Stored items:
* * * * * * * * *

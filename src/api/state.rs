//! Application state for the paycheck engine API.
//!
//! This module defines the shared application state that is available
//! to all request handlers.

use std::sync::Arc;

use crate::config::PayrollConfig;

/// Shared application state.
///
/// Holds the payroll configuration behind an `Arc`: handlers read it as
/// an immutable snapshot, so concurrent calculations against the same
/// configuration are safe.
#[derive(Clone)]
pub struct AppState {
    /// The active payroll configuration.
    config: Arc<PayrollConfig>,
}

impl AppState {
    /// Creates a new application state with the given configuration.
    pub fn new(config: PayrollConfig) -> Self {
        Self {
            config: Arc::new(config),
        }
    }

    /// Returns a reference to the configuration.
    pub fn config(&self) -> &PayrollConfig {
        &self.config
    }
}

#[cfg(test)]
mod tests {
    use super::*;

    #[test]
    fn test_app_state_is_clone() {
        // Verify AppState can be cloned (required for axum state)
        fn assert_clone<T: Clone>() {}
        assert_clone::<AppState>();
    }
}
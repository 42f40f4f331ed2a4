//! Result models for paycheck calculations.
//!
//! This module contains the [`ResultSet`] produced by one evaluation pass,
//! the per-formula [`EvaluationIssue`] records, and the [`PaycheckResult`]
//! envelope that packages a result set with its audit metadata.

use std::collections::BTreeMap;

use chrono::{DateTime, Utc};
use rust_decimal::Decimal;
use serde::{Deserialize, Serialize};
use uuid::Uuid;

use super::EmployeeInput;

/// Severity of a recorded evaluation issue.
#[derive(Debug, Clone, Copy, PartialEq, Eq, Serialize, Deserialize)]
#[serde(rename_all = "snake_case")]
pub enum IssueSeverity {
    /// The formula completed but substituted a default (e.g., a missing
    /// configuration path resolved to zero).
    Warning,
    /// The formula failed and its field was degraded to zero.
    Error,
}

/// A recorded issue from evaluating a single formula.
///
/// Issues never abort the calculation; they exist so operators and test
/// suites can detect degraded fields and unintended zero-substitutions.
#[derive(Debug, Clone, PartialEq, Eq, Serialize, Deserialize)]
pub struct EvaluationIssue {
    /// The name of the formula the issue occurred in.
    pub formula: String,
    /// Whether the field degraded or merely defaulted.
    pub severity: IssueSeverity,
    /// Human-readable description of the cause.
    pub message: String,
}

/// The complete, rounded output of one calculation pass.
///
/// Every formula in the evaluation order gets a value; fields whose formula
/// failed carry `0` and a matching [`EvaluationIssue`]. Values are rounded
/// to 2 decimal places, half away from zero. For identical inputs and
/// configuration the result set is identical.
///
/// # Example
///
/// ```
/// use paycheck_engine::models::ResultSet;
///
/// let results = ResultSet::default();
/// assert!(results.get("net_salary").is_none());
/// ```
#[derive(Debug, Clone, Default, PartialEq, Serialize, Deserialize)]
pub struct ResultSet {
    /// Rounded value per formula name.
    pub values: BTreeMap<String, Decimal>,
    /// Issues recorded during the pass, in evaluation order.
    #[serde(default)]
    pub issues: Vec<EvaluationIssue>,
}

impl ResultSet {
    /// Returns the value computed for a formula, if it was evaluated.
    pub fn get(&self, name: &str) -> Option<Decimal> {
        self.values.get(name).copied()
    }

    /// Returns true if any issue of the given severity was recorded.
    pub fn has_issues(&self, severity: IssueSeverity) -> bool {
        self.issues.iter().any(|i| i.severity == severity)
    }

    /// Returns the issues recorded for a specific formula.
    pub fn issues_for(&self, name: &str) -> impl Iterator<Item = &EvaluationIssue> {
        self.issues.iter().filter(move |i| i.formula == name)
    }
}

/// The complete result of a paycheck calculation.
///
/// Packages the [`ResultSet`] with a snapshot of the input and a
/// fingerprint of the configuration used, for later audit or history by an
/// external collaborator. The engine itself persists nothing.
///
/// # Example
///
/// ```
/// use paycheck_engine::models::{EmployeeInput, PaycheckResult, ResultSet};
/// use chrono::Utc;
/// use rust_decimal::Decimal;
/// use uuid::Uuid;
///
/// let result = PaycheckResult {
///     calculation_id: Uuid::new_v4(),
///     timestamp: Utc::now(),
///     engine_version: "0.1.0".to_string(),
///     input: EmployeeInput {
///         employee_name: "Ana Souza".to_string(),
///         base_salary: Decimal::new(300000, 2),
///         dependents_count: 0,
///         reference_month: "2024-06".to_string(),
///     },
///     config_fingerprint: String::new(),
///     results: ResultSet::default(),
/// };
/// assert_eq!(result.engine_version, "0.1.0");
/// ```
#[derive(Debug, Clone, PartialEq, Serialize, Deserialize)]
pub struct PaycheckResult {
    /// Unique identifier for this calculation.
    pub calculation_id: Uuid,
    /// When the calculation was performed.
    pub timestamp: DateTime<Utc>,
    /// The version of the engine that produced this result.
    pub engine_version: String,
    /// Snapshot of the input the calculation ran against.
    pub input: EmployeeInput,
    /// SHA-256 hex digest of the configuration used.
    pub config_fingerprint: String,
    /// The computed, rounded values and recorded issues.
    pub results: ResultSet,
}

#[cfg(test)]
mod tests {
    use super::*;
    use std::str::FromStr;

    fn dec(s: &str) -> Decimal {
        Decimal::from_str(s).unwrap()
    }

    fn create_test_result_set() -> ResultSet {
        let mut values = BTreeMap::new();
        values.insert("base_salary".to_string(), dec("3000.00"));
        values.insert("net_salary".to_string(), dec("2498.39"));
        ResultSet {
            values,
            issues: vec![EvaluationIssue {
                formula: "health_plan_value".to_string(),
                severity: IssueSeverity::Warning,
                message: "config.deductions.health_plan.amount resolved to 0 (missing path)"
                    .to_string(),
            }],
        }
    }

    #[test]
    fn test_get_returns_computed_value() {
        let results = create_test_result_set();
        assert_eq!(results.get("net_salary"), Some(dec("2498.39")));
        assert_eq!(results.get("unknown"), None);
    }

    #[test]
    fn test_has_issues_by_severity() {
        let results = create_test_result_set();
        assert!(results.has_issues(IssueSeverity::Warning));
        assert!(!results.has_issues(IssueSeverity::Error));
    }

    #[test]
    fn test_issues_for_filters_by_formula() {
        let results = create_test_result_set();
        assert_eq!(results.issues_for("health_plan_value").count(), 1);
        assert_eq!(results.issues_for("net_salary").count(), 0);
    }

    #[test]
    fn test_result_set_serialization_is_stable() {
        // BTreeMap keys serialize in sorted order, so two identical result
        // sets produce byte-identical JSON.
        let a = serde_json::to_string(&create_test_result_set()).unwrap();
        let b = serde_json::to_string(&create_test_result_set()).unwrap();
        assert_eq!(a, b);
    }

    #[test]
    fn test_issue_severity_serialization() {
        assert_eq!(
            serde_json::to_string(&IssueSeverity::Warning).unwrap(),
            "\"warning\""
        );
        assert_eq!(
            serde_json::to_string(&IssueSeverity::Error).unwrap(),
            "\"error\""
        );
    }

    #[test]
    fn test_paycheck_result_round_trip() {
        let result = PaycheckResult {
            calculation_id: Uuid::new_v4(),
            timestamp: Utc::now(),
            engine_version: "0.1.0".to_string(),
            input: EmployeeInput {
                employee_name: "Ana Souza".to_string(),
                base_salary: dec("3000.00"),
                dependents_count: 1,
                reference_month: "2024-06".to_string(),
            },
            config_fingerprint: "ab".repeat(32),
            results: create_test_result_set(),
        };

        let json = serde_json::to_string(&result).unwrap();
        let deserialized: PaycheckResult = serde_json::from_str(&json).unwrap();
        assert_eq!(result, deserialized);
    }
}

* * * * * * * * *

* What needs to be done *
The answer must be every line of the records above that holds the word "Uuid".

* Problem solution *
use uuid::Uuid;
/// use uuid::Uuid;
///     calculation_id: Uuid::new_v4(),
    pub calculation_id: Uuid,
            calculation_id: Uuid::new_v4(),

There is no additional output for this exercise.